To count loops using this equivalence, we need to figure out how many distinct loops there are. In the plane above, it’s easy – there is only one distinct loop. However, if there is a hole in the sheet, the loop with the hole inside is not the same as the loop with the hole outside: if the hole is inside a loop, the only way to move it to the outside is to tear the loop, and that’s cheating.
A plane with one hole, then, has two loops: one loop with the hole inside and another loop with the hole outside. The loop with the hole inside can be deformed into any other loop with the hole inside, and the loop with the hole outside can be deformed into any other loop with the hole outside. For a plane with two holes, we have four distinct loops: one around each hole, one around both holes, and one around neither hole. Topologists have a word, homotopy, for the kind of non-tearing deformations we’re imagining, and they call the collection of distinct loops a homotopy group.
In higher-dimensional spaces, we need to count loops in each dimension. For example, consider a three-dimensional space with two points and a line removed. This looks like a cube of cheese that has two air bubbles and has been poked by a toothpick, infinitely enlarged.
There are two one-dimensional loops: a circle with the line inside, and a circle with the line outside.
A circle containing the line is tethered to the line, but a circle containing the missing point can move above and below the point. Since circles can move through the missing points, the missing points do not affect the number of distinct one-dimensional loops.
There are four two-dimensional loops: a bubble with no points inside, a bubble with one point inside, a bubble with the other point inside, and a bubble with both points inside. The missing line does not affect the number of distinct two-dimensional loops because the line spans the entire space and consequently we cannot put the line inside of a bubble.
In higher dimensions, it’s helpful to think of loops as surfaces. A 1-dimensional loop (circle) is the surface of a 1-dimensional sphere (disk). A 2-dimensional loop (bubble) is the surface of a 2-dimensional sphere (solid sphere).
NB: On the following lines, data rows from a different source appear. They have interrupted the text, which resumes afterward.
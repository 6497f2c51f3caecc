use crate::analysis::{Analysis, analyze};
use crate::cleaner::{MissingSummary, clean, missing_summary};
use crate::config::Config;
use crate::data::sample_catalog;
use crate::model::Dataset;
use anyhow::{Context, Result};
use rmp_serde::encode;
use serde::{Deserialize, Serialize};
use std::{
    fs::{self, File},
    io::{BufWriter, Write},
    path::{Path, PathBuf},
};

/// Everything written to the results file.
#[derive(Debug, Serialize, Deserialize)]
pub struct Results {
    pub before: MissingSummary,
    pub after: MissingSummary,
    pub analysis: Analysis,
}

pub struct Manager {
    out_dir: PathBuf,
    cfg: Config,
}

impl Manager {
    pub fn new<P: AsRef<Path>>(out_dir: P) -> Result<Self> {
        let out_dir = out_dir.as_ref().to_path_buf();

        let config_file = out_dir.join("config.toml");
        let cfg = if config_file.is_file() {
            Config::from_file(&config_file).context("failed to construct cfg")?
        } else {
            log::info!("{config_file:?} not found, using default config");
            Config::default()
        };
        log::info!("{cfg:#?}");

        Ok(Self { out_dir, cfg })
    }

    pub fn summarize(&self) -> Result<()> {
        self.load_and_clean()?;
        Ok(())
    }

    pub fn run_analysis(&self) -> Result<()> {
        let (before, cleaned, after) = self.load_and_clean()?;

        let analysis = analyze(&cleaned, &self.cfg);
        log::info!(
            "derived {} monthly counts, {} magnitudes in {} bins, {} scatter points",
            analysis.monthly_counts.len(),
            analysis.magnitude.histogram.total(),
            analysis.magnitude.histogram.counts.len(),
            analysis.depth_magnitude.points.len()
        );
        for entry in &analysis.monthly_counts {
            log::debug!("{}: {} records", entry.month, entry.count);
        }

        let results = Results {
            before,
            after,
            analysis,
        };

        fs::create_dir_all(&self.out_dir)
            .with_context(|| format!("failed to create {:?}", self.out_dir))?;
        self.save_results(&results).context("failed to save results")?;

        Ok(())
    }

    pub fn purge(&self) -> Result<()> {
        let results_file = self.results_file();
        if results_file.is_file() {
            fs::remove_file(&results_file)
                .with_context(|| format!("failed to remove {results_file:?}"))?;
            log::info!("removed {results_file:?}");
        }
        Ok(())
    }

    /// Load the catalog, clean it and print its missing-value summaries.
    ///
    /// The summary before cleaning is printed even if cleaning fails.
    fn load_and_clean(&self) -> Result<(MissingSummary, Dataset, MissingSummary)> {
        let dataset = sample_catalog().context("failed to load catalog")?;
        log::info!("loaded {} records", dataset.len());

        let before = missing_summary(&dataset);
        print_summary("Before cleaning", &before);

        let cleaned = clean(&dataset).context("failed to clean catalog")?;

        let after = missing_summary(&cleaned);
        print_summary("After cleaning", &after);
        log::info!("filled {} missing values", before.total() - after.total());

        Ok((before, cleaned, after))
    }

    /// Write the results next to their final path, then move them into place.
    fn save_results(&self, results: &Results) -> Result<()> {
        let results_file = self.results_file();
        let tmp_file = results_file.with_extension("msgpack.tmp");

        let file =
            File::create(&tmp_file).with_context(|| format!("failed to create {tmp_file:?}"))?;
        let mut writer = BufWriter::new(file);
        encode::write_named(&mut writer, results).context("failed to serialize results")?;
        writer.flush().context("failed to flush writer stream")?;
        drop(writer);

        fs::rename(&tmp_file, &results_file)
            .with_context(|| format!("failed to rename {tmp_file:?} to {results_file:?}"))?;
        log::info!("saved {results_file:?}");
        Ok(())
    }

    fn results_file(&self) -> PathBuf {
        self.out_dir.join("results.msgpack")
    }
}

fn print_summary(title: &str, summary: &MissingSummary) {
    println!("{title}:\n{summary}");
}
In general, an n-dimensional loop is the surface of an n-dimensional sphere.
Approximating Topologies using Simplicial Complexes
Real-world datasets are not explicit topological spaces. Rather, they are collections of points sampled from topological spaces, and the goal of topological data analysis is to analyze these point clouds and infer information about their underlying topological spaces. One can do this by using the point cloud to construct a “simplicial complex” that approximates the underlying topological space (Carlsson, 2009).
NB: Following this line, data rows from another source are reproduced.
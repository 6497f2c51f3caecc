//! Chart-ready views derived from a cleaned dataset.

use crate::config::{Config, DensityConfig, HistogramConfig};
use crate::model::{Dataset, Month};
use crate::stats::{GaussianKde, Histogram};
use serde::{Deserialize, Serialize};
use std::collections::BTreeMap;

#[derive(Debug, Clone, PartialEq, Serialize, Deserialize)]
pub struct MonthlyCount {
    pub month: Month,
    pub count: usize,
}

/// Magnitude density curve sampled on an even grid.
#[derive(Debug, Clone, PartialEq, Serialize, Deserialize)]
pub struct Density {
    pub bandwidth: f64,
    pub points: Vec<(f64, f64)>,
}

#[derive(Debug, Clone, PartialEq, Serialize, Deserialize)]
pub struct MagnitudeDistribution {
    pub histogram: Histogram,
    pub density: Option<Density>,
}

#[derive(Debug, Clone, PartialEq, Serialize, Deserialize)]
pub struct ScatterPoint {
    pub depth_km: f64,
    pub magnitude: f64,
    pub location: String,
}

#[derive(Debug, Clone, PartialEq, Serialize, Deserialize)]
pub struct DepthMagnitude {
    pub points: Vec<ScatterPoint>,
    /// Distinct locations in order of first appearance.
    pub locations: Vec<String>,
}

/// All three views of a cleaned dataset.
#[derive(Debug, Clone, PartialEq, Serialize, Deserialize)]
pub struct Analysis {
    pub monthly_counts: Vec<MonthlyCount>,
    pub magnitude: MagnitudeDistribution,
    pub depth_magnitude: DepthMagnitude,
}

pub fn analyze(dataset: &Dataset, cfg: &Config) -> Analysis {
    Analysis {
        monthly_counts: monthly_counts(dataset),
        magnitude: magnitude_distribution(dataset, &cfg.histogram, &cfg.density),
        depth_magnitude: depth_magnitude(dataset),
    }
}

/// Count records per calendar month, in chronological order.
pub fn monthly_counts(dataset: &Dataset) -> Vec<MonthlyCount> {
    let mut counts: BTreeMap<Month, usize> = BTreeMap::new();
    for record in dataset.records() {
        *counts.entry(Month::of(record.date)).or_default() += 1;
    }
    counts
        .into_iter()
        .map(|(month, count)| MonthlyCount { month, count })
        .collect()
}

/// Bucket magnitudes into equal-width bins over their observed range.
pub fn magnitude_distribution(
    dataset: &Dataset,
    hist_cfg: &HistogramConfig,
    density_cfg: &DensityConfig,
) -> MagnitudeDistribution {
    let vals: Vec<f64> = dataset
        .records()
        .iter()
        .filter_map(|record| record.magnitude)
        .collect();

    let histogram = Histogram::compute(&vals, hist_cfg.bins);

    let density = if density_cfg.enabled {
        GaussianKde::new(&vals).map(|kde| {
            let min = vals.iter().copied().fold(f64::INFINITY, f64::min);
            let max = vals.iter().copied().fold(f64::NEG_INFINITY, f64::max);
            Density {
                bandwidth: kde.bandwidth(),
                points: kde.evaluate_grid(min, max, density_cfg.grid_size),
            }
        })
    } else {
        None
    };

    MagnitudeDistribution { histogram, density }
}

/// Project every record onto its depth, magnitude and location.
pub fn depth_magnitude(dataset: &Dataset) -> DepthMagnitude {
    let mut points = Vec::with_capacity(dataset.len());
    let mut locations: Vec<String> = Vec::new();
    for record in dataset.records() {
        let (Some(depth_km), Some(magnitude)) = (record.depth_km, record.magnitude) else {
            continue;
        };
        if !locations.contains(&record.location) {
            locations.push(record.location.clone());
        }
        points.push(ScatterPoint {
            depth_km,
            magnitude,
            location: record.location.clone(),
        });
    }
    DepthMagnitude { points, locations }
}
The main idea behind turning point clouds into simplicial complexes is to put epsilon-balls, or error margins, around points and use the overlaps to determine the connections in the simplicial complex. The constructions generated using different values of epsilon will correspond to topological approximations of the point cloud at different levels of scale.
For example, one generates the Cech complex of a point cloud by adding an n-simplex whenever the intersection of all n balls is nonempty. A more computationally efficient method, which generates the Vietoris-Rips complex, adds an n-simplex whenever the intersection of every pair in the n balls is nonempty, and contains the Cech complex as a subcomplex.
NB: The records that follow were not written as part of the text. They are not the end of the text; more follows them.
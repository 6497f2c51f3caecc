use anyhow::{Context, Result, bail};
use serde::{Deserialize, Serialize};
use std::{fmt::Debug, fs, ops::RangeBounds, path::Path};

/// Analysis configuration parameters.
///
/// Loaded from an optional TOML file and validated before use.
/// See [`Config::from_file`] for loading.
#[derive(Debug, Default, PartialEq, Clone, Serialize, Deserialize)]
#[serde(default, deny_unknown_fields)]
pub struct Config {
    /// Magnitude histogram parameters.
    pub histogram: HistogramConfig,
    /// Magnitude density curve parameters.
    pub density: DensityConfig,
}

#[derive(Debug, PartialEq, Clone, Serialize, Deserialize)]
#[serde(default, deny_unknown_fields)]
pub struct HistogramConfig {
    /// Number of equal-width magnitude bins.
    pub bins: usize,
}

impl Default for HistogramConfig {
    fn default() -> Self {
        Self { bins: 6 }
    }
}

#[derive(Debug, PartialEq, Clone, Serialize, Deserialize)]
#[serde(default, deny_unknown_fields)]
pub struct DensityConfig {
    /// Whether to estimate the magnitude density curve.
    pub enabled: bool,
    /// Number of points the curve is evaluated on.
    pub grid_size: usize,
}

impl Default for DensityConfig {
    fn default() -> Self {
        Self {
            enabled: true,
            grid_size: 200,
        }
    }
}

impl Config {
    /// Load a [`Config`] from a TOML file.
    ///
    /// Missing sections and fields take their default values.
    ///
    /// # Errors
    /// Returns an error if the file cannot be read, parsed,
    /// or if the configuration values are invalid.
    pub fn from_file<P: AsRef<Path>>(file: P) -> Result<Self> {
        let file = file.as_ref();
        let contents =
            fs::read_to_string(file).with_context(|| format!("failed to read {file:?}"))?;

        Self::parse(&contents)
    }

    /// Parse and validate a [`Config`] from TOML text.
    pub fn parse(contents: &str) -> Result<Self> {
        let config: Config = toml::from_str(contents).context("failed to deserialize config")?;

        config.validate().context("failed to validate config")?;

        Ok(config)
    }

    fn validate(&self) -> Result<()> {
        check_num(self.histogram.bins, 1..=1_000).context("invalid number of histogram bins")?;
        check_num(self.density.grid_size, 2..=10_000).context("invalid density grid size")?;

        Ok(())
    }
}

fn check_num<T, R>(num: T, range: R) -> Result<()>
where
    T: PartialOrd + Debug,
    R: RangeBounds<T> + Debug,
{
    if !range.contains(&num) {
        bail!("number must be in the range {range:?}, but is {num:?}");
    }
    Ok(())
}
To see how these complexes are constructed, first consider these three points with pairwise-overlapping balls.
The associated Cech complex includes three points and three segments, but no triangle because the three balls don’t all overlap together anywhere. However, the Vietoris-Rips complex contains the triangle in addition to the three points and segments, since each pair of balls overlaps.
There is a theorem stating that for any epsilon, there is a finite set of points such that the Cech complex is homotopy-equivalent to the full space (this also applies to the Vietoris-Rips complex, since it contains the Cech complex). Therefore, in theory, our approximation should have the same topological features as the actual space, provided we use enough points.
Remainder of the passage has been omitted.